The State of Kansas is out of money. As you’ve probably seen in the news, Kansas has, yet again, failed to generate the money needed to meet its obligations. The tax policy changes passed by the legislature in 2012 with the promise of creating growth, have not delivered. And again, Gov. Brownback and the Kansas Legislature are proposing cuts to spending and transfers from one state fund to another. Like transfers from a savings account to a checking account, this is a temporary band-aid because there is no more money coming in to replace it. But for the people making these decisions, a temporary fix may seem easier right now than a lasting solution.

SclassroomOne choice offered by the governor is to cut spending on K-12 schools by about $57 million dollars, or $124 per student. (See below for an outline of the three options Gov. Brownback proposed.) In Eudora, this translates to a cut for the 2016-17 school of about $210,000. What does $210,000 translate to? Well, it’s the same as of 4.5 teaching positions. It’s the cost of all extracurricular activities. It’s the money it will take to replace the two buses and van that we need to transport students next year. We have no easy choices here.

Right now, our community is being forced into yet another a situation that has nothing to do with anything in Eudora. Legislative decisions on tax policy have created cash flow problems for every school and community in Kansas. The governor proposed three choices (details are below). All three of these are temporary fixes — easy choices today, but ones that have long-reaching negative consequences for the people of Kansas. Where is the hard — but right — choice to correct the tax policy that has created this state budget crisis? Where is the hard — but right — choice to fix the state’s revenue problem and begin adequately funding state services again?

Our community understands the importance of a quality education, and our locally elected school board has made hard choices, over many years, to round out local property tax increases with increases in fees, reductions in expenses and cuts to services and programs. It is time now for our elected officials to make the hard — but right — choices. Set aside partisan, election year politics. Restore stable revenue sources that fund state services. And choose to put our state back on stable financial ground.

And it’s time now for you — for all of us — to reach out to our elected officials and let them know what’s important to you, and what’s at stake in Eudora. Go to openstates.org to find contact information for the people elected to represent you in Topeka.

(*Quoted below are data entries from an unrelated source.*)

impl State {
  const ADD_COMMENT_FALLBACK: &str = "Could not add comment.";
  const ADD_REPLY_FALLBACK: &str = "Could not add reply.";

  fn cancel_form(&mut self) {
    match self.form_focus.take() {
      Some(FormTarget::Reply(id)) => self.reply_forms.cancel(id),
      Some(FormTarget::Root) => {
        self.root_form.reset();
        self.root_form_open = false;
      }
      None => {}
    }
  }

  fn clear_search(&mut self) {
    self.search_input = None;
    self.search_query.clear();
    self.reload_roots();
  }

  fn compose_root(&mut self) {
    self.root_form_open = true;
    self.form_focus = Some(FormTarget::Root);
  }

  fn confirm_delete(&mut self) {
    if let Some(id) = self.pending_delete.take() {
      tracing::info!(%id, "delete requested but not supported");
      self.set_notice(DELETE_UNIMPLEMENTED.into(), NoticeKind::Error);
    }
  }

  pub(crate) fn dispatch_action(&mut self, action: Action) -> ActionDispatch {
    let mut should_exit = false;

    match action {
      Action::Quit => should_exit = true,
      Action::ShowHelp => self.help.show(),
      Action::HideHelp => self.help.hide(),
      Action::StartSearch => self.start_search(),
      Action::CancelSearch => self.search_input = None,
      Action::SubmitSearch => self.submit_search(),
      Action::ClearSearch => self.clear_search(),
      Action::Reload => self.reload_roots(),
      Action::ShowReplies => self.show_replies(),
      Action::Reply => self.reply(),
      Action::ComposeRoot => self.compose_root(),
      Action::SubmitForm => self.submit_form(),
      Action::CancelForm => self.cancel_form(),
      Action::LeaveForm => self.form_focus = None,
      Action::Delete => self.pending_delete = self.mode.selected_id(),
      Action::ConfirmDelete => self.confirm_delete(),
      Action::CancelDelete => self.pending_delete = None,
      Action::OpenInBrowser => self.pending_effects.push(Effect::OpenUrl {
        url: self.web_url.clone(),
      }),
      Action::None => {}
    }

    ActionDispatch {
      effects: self.take_effects(),
      should_exit,
    }
  }

  pub(crate) fn form_focus(&self) -> Option<FormTarget> {
    self.form_focus
  }

  fn handle_delete_key(key: KeyEvent) -> Action {
    match key.code {
      KeyCode::Char('y' | 'Y') => Action::ConfirmDelete,
      KeyCode::Char('n' | 'N') | KeyCode::Esc => Action::CancelDelete,
      _ => Action::None,
    }
  }

  pub(crate) fn handle_event(&mut self, event: Event) -> Vec<Effect> {
    match event {
      Event::Roots { request_id, result } => {
        if self.pending_roots != Some(request_id) {
          tracing::debug!(request_id, "dropping stale root comments");
          return Vec::new();
        }

        self.pending_roots = None;
        self.tree_generation = request_id;
        self.reply_forms.clear();

        if matches!(self.form_focus, Some(FormTarget::Reply(_))) {
          self.form_focus = None;
        }

        match result {
          Ok(page) => {
            tracing::info!(
              count = page.comments.len(),
              total = page.total(),
              "root comments loaded"
            );

            let previous = self.mode.selected_id();

            self.mode = Mode::Tree(TreeView::ready(
              CommentTree::from_roots(page.comments),
              previous,
            ));
          }
          Err(error) => {
            tracing::error!(%error, "could not load root comments");

            self.mode = Mode::Tree(TreeView::failed(&error.to_string()));
          }
        }
      }
      Event::Replies {
        generation,
        parent,
        result,
      } => {
        if generation != self.tree_generation {
          tracing::debug!(%parent, generation, "dropping replies for old tree");
          return Vec::new();
        }

        let Mode::Tree(view) = &mut self.mode else {
          tracing::debug!(%parent, "dropping replies outside the tree view");
          return Vec::new();
        };

        view.loading_replies.remove(&parent);

        match result {
          Ok(replies) => {
            let count = replies.len();

            if view.tree.set_replies(parent, replies) {
              tracing::info!(%parent, count, "replies loaded");
            } else {
              tracing::debug!(%parent, "ignoring replies for this parent");
            }
          }
          Err(error) => {
            tracing::error!(%parent, %error, "could not load replies");

            self.set_notice(
              format!("Could not load replies: {error}"),
              NoticeKind::Error,
            );
          }
        }
      }
      Event::SearchResults { request_id, result } => {
        if self.pending_search != Some(request_id) {
          tracing::debug!(request_id, "dropping stale search results");
          return Vec::new();
        }

        self.pending_search = None;

        let Mode::Search(view) = &mut self.mode else {
          return Vec::new();
        };

        match result {
          Ok(results) => {
            tracing::info!(
              query = %view.query,
              count = results.len(),
              "search finished"
            );

            view.set_results(results);
          }
          Err(error) => {
            tracing::error!(query = %view.query, %error, "search failed");

            view.failed(&error.to_string());
          }
        }
      }
      Event::CommentSubmitted { request_id, result } => {
        let Some(pending) = self
          .pending_submission
          .take_if(|pending| pending.request_id == request_id)
        else {
          tracing::debug!(request_id, "dropping stale submission result");
          return Vec::new();
        };

        match (result, pending.target) {
          (Ok(()), FormTarget::Reply(id)) => {
            tracing::info!(parent = %id, "reply added");

            self.reply_forms.cancel(id);

            if self.form_focus == Some(FormTarget::Reply(id)) {
              self.form_focus = None;
            }

            self.reload_roots();
            self.set_notice("Reply added.".into(), NoticeKind::Success);
          }
          (Ok(()), FormTarget::Root) => {
            tracing::info!("comment added");

            self.root_form.reset();
            self.root_form_open = false;

            if self.form_focus == Some(FormTarget::Root) {
              self.form_focus = None;
            }

            self.reload_roots();
            self.set_notice("Comment added.".into(), NoticeKind::Success);
          }
          (Err(error), target) => {
            tracing::error!(?target, %error, "could not submit comment");

            let fallback = match target {
              FormTarget::Reply(_) => Self::ADD_REPLY_FALLBACK,
              FormTarget::Root => Self::ADD_COMMENT_FALLBACK,
            };

            self.set_notice(error.user_message(fallback), NoticeKind::Error);
          }
        }
      }
    }

    self.take_effects()
  }

  fn handle_search_key(&mut self, key: KeyEvent) -> Action {
    let Some(input) = self.search_input.as_mut() else {
      return Action::None;
    };

    match key.code {
      KeyCode::Esc => Action::CancelSearch,
      KeyCode::Enter => Action::SubmitSearch,
      KeyCode::Backspace => {
        input.buffer.pop();
        Action::None
      }
      KeyCode::Char(ch) => {
        let modifiers = key.modifiers;

        if !(modifiers.contains(KeyModifiers::CONTROL)
          || modifiers.contains(KeyModifiers::ALT)
          || modifiers.contains(KeyModifiers::SUPER))
        {
          input.buffer.push(ch);
        }

        Action::None
      }
      _ => Action::None,
    }
  }

  pub(crate) fn help(&self) -> &HelpView {
    &self.help
  }

  /// Routes a key to whatever currently owns the keyboard: the help popup,
  /// the delete prompt, the search prompt, a focused form, or the list.
  pub(crate) fn input_action(&mut self, key: KeyEvent) -> Action {
    if key.code == KeyCode::Char('c')
      && key.modifiers.contains(KeyModifiers::CONTROL)
    {
      return Action::Quit;
    }

    if self.help.is_visible() {
      return HelpView::handle_key(key);
    }

    if self.pending_delete.is_some() {
      return Self::handle_delete_key(key);
    }

    if self.search_input.is_some() {
      return self.handle_search_key(key);
    }

    if let Some(target) = self.form_focus {
      let form = match target {
        FormTarget::Reply(id) => self.reply_forms.form_mut(id),
        FormTarget::Root => Some(&mut self.root_form),
      };

      return match form.map(|form| form.handle_key(key)) {
        Some(FormInput::Submit) => Action::SubmitForm,
        Some(FormInput::Cancel) => Action::CancelForm,
        Some(FormInput::Leave) => Action::LeaveForm,
        Some(FormInput::Edited | FormInput::None) => Action::None,
        None => Action::LeaveForm,
      };
    }

    let page = self.list_height.max(1);

    self.mode.handle_key(key, page)
  }

  pub(crate) fn list_height(&self) -> usize {
    self.list_height
  }

  pub(crate) fn mode(&self) -> &Mode {
    &self.mode
  }

  pub(crate) fn mode_mut(&mut self) -> &mut Mode {
    &mut self.mode
  }

  /// A fresh state that shows the loading tree and has queued the first
  /// root load.
  pub(crate) fn new(web_url: String) -> Self {
    let mut state = Self {
      form_focus: None,
      help: HelpView::new(),
      list_height: 0,
      mode: Mode::Tree(TreeView::loading()),
      next_request_id: 0,
      pending_delete: None,
      pending_effects: Vec::new(),
      pending_roots: None,
      pending_search: None,
      pending_submission: None,
      reply_forms: ReplyForms::default(),
      root_form: ComposeForm::default(),
      root_form_open: false,
      search_input: None,
      search_query: String::new(),
      transient_message: None,
      tree_generation: 0,
      web_url,
    };

    state.reload_roots();

    state
  }

  fn next_request_id(&mut self) -> u64 {
    let request_id = self.next_request_id;
    self.next_request_id = self.next_request_id.wrapping_add(1);
    request_id
  }

  pub(crate) fn pending_delete(&self) -> Option<CommentId> {
    self.pending_delete
  }

  pub(crate) fn pending_target(&self) -> Option<FormTarget> {
    self.pending_submission.as_ref().map(|pending| pending.target)
  }

  /// Queues a load of the root comments, filtered by the active search
  /// string when there is one. The current view stays until it arrives.
  fn reload_roots(&mut self) {
    let request_id = self.next_request_id();

    self.pending_roots = Some(request_id);
    self.pending_search = None;

    let search =
      (!self.search_query.is_empty()).then(|| self.search_query.clone());

    tracing::debug!(request_id, ?search, "loading root comments");

    self
      .pending_effects
      .push(Effect::FetchRoots { request_id, search });
  }

  fn reply(&mut self) {
    let Some(id) = self.mode.selected_id() else {
      return;
    };

    self.reply_forms.show(id);
    self.form_focus = Some(FormTarget::Reply(id));
  }

  pub(crate) fn reply_forms(&self) -> &ReplyForms {
    &self.reply_forms
  }

  pub(crate) fn root_form(&self) -> Option<&ComposeForm> {
    self.root_form_open.then_some(&self.root_form)
  }

  pub(crate) fn search_query(&self) -> &str {
    &self.search_query
  }

  pub(crate) fn set_list_height(&mut self, height: usize) {
    self.list_height = height;
  }

  pub(crate) fn set_notice(&mut self, message: String, kind: NoticeKind) {
    self.transient_message = Some(TransientMessage::new(message, kind));
  }

  fn show_replies(&mut self) {
    let Mode::Tree(view) = &mut self.mode else {
      return;
    };

    let Some(id) = view.selected else {
      return;
    };

    let expandable = view.tree.comment(id).is_some_and(Comment::is_root)
      && !view.tree.replies_loaded(id);

    if !expandable || !view.loading_replies.insert(id) {
      return;
    }

    tracing::debug!(parent = %id, "loading replies");

    self.pending_effects.push(Effect::FetchReplies {
      generation: self.tree_generation,
      parent: id,
    });
  }

  fn start_search(&mut self) {
    if self.search_input.is_none() {
      self.search_input = Some(SearchInput::new(self.search_query.clone()));
    }
  }

  /// The status line and, for notices, their colour.
  pub(crate) fn status_line(&self) -> (String, Option<NoticeKind>) {
    if let Some(input) = &self.search_input {
      return (truncate(&input.prompt(), 80), None);
    }

    if self.help.is_visible() {
      return (HELP_STATUS.into(), None);
    }

    if let Some(notice) = &self.transient_message {
      return (notice.current().to_string(), Some(notice.kind()));
    }

    let status = match self.mode {
      Mode::Search(_) => SEARCH_STATUS,
      Mode::Tree(_) => TREE_STATUS,
    };

    (status.into(), None)
  }

  fn submit_form(&mut self) {
    let Some(target) = self.form_focus else {
      return;
    };

    if self.pending_submission.is_some() {
      self.set_notice(
        "Still sending the previous comment.".into(),
        NoticeKind::Error,
      );
      return;
    }

    let form = match target {
      FormTarget::Reply(id) => self.reply_forms.form(id),
      FormTarget::Root => Some(&self.root_form),
    };

    let Some(form) = form else {
      return;
    };

    let comment =
      match NewComment::new(&form.author, &form.content, target.parent_id()) {
        Ok(comment) => comment,
        Err(error) => {
          tracing::warn!(?target, %error, "comment failed validation");
          self.set_notice(error.to_string(), NoticeKind::Error);
          return;
        }
      };

    let request_id = self.next_request_id();

    self.pending_submission = Some(PendingSubmission { request_id, target });

    self
      .pending_effects
      .push(Effect::SubmitComment { comment, request_id });
  }

  fn submit_search(&mut self) {
    let Some(input) = self.search_input.take() else {
      return;
    };

    let query = input.buffer.trim().to_string();

    if query.is_empty() {
      self.clear_search();
      return;
    }

    let request_id = self.next_request_id();

    self.search_query.clone_from(&query);
    self.pending_search = Some(request_id);
    self.pending_roots = None;
    self.mode = Mode::Search(SearchView::loading(query.clone()));

    tracing::debug!(request_id, %query, "searching comments");

    self
      .pending_effects
      .push(Effect::Search { query, request_id });
  }

  pub(crate) fn take_effects(&mut self) -> Vec<Effect> {
    std::mem::take(&mut self.pending_effects)
  }

  pub(crate) fn update_transient_message(&mut self) {
    if self
      .transient_message
      .as_ref()
      .is_some_and(TransientMessage::is_expired)
    {
      self.transient_message = None;
    }
  }
}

Governor’s Proposed Options:

Option 1

  • Transfer $70 million from State Highway Fund to State General Fund in FY16 and $115 million in FY17
  • Carry forward a 3% reduction in aid to Universities in FY16
  • Securitize future tobacco settlement payments in excess of $42 million for about $158 million in FY17

Option 2

  • Transfer $70 million from State Highway Fund to State General Fund in FY16 and $115 million in FY17
  • Carry forward a 3% reduction in aid to Universities in FY16
  • Reduce expenditures or transfer $25 million in targeted efficiency savings
  • Delay FY16 fourth quarter KPERS payment that would not be made until FY18

Option 3

  • Transfer $70 million from State Highway Fund to State General Fund in FY16 and $115 million in FY17
  • 3-5% expenditure reductions would be made to most state agencies for FY17 totaling $139 million
  • $57,262.285 reduction from the Kansas Department of Education


Click here to view the Governor’s budget amendment.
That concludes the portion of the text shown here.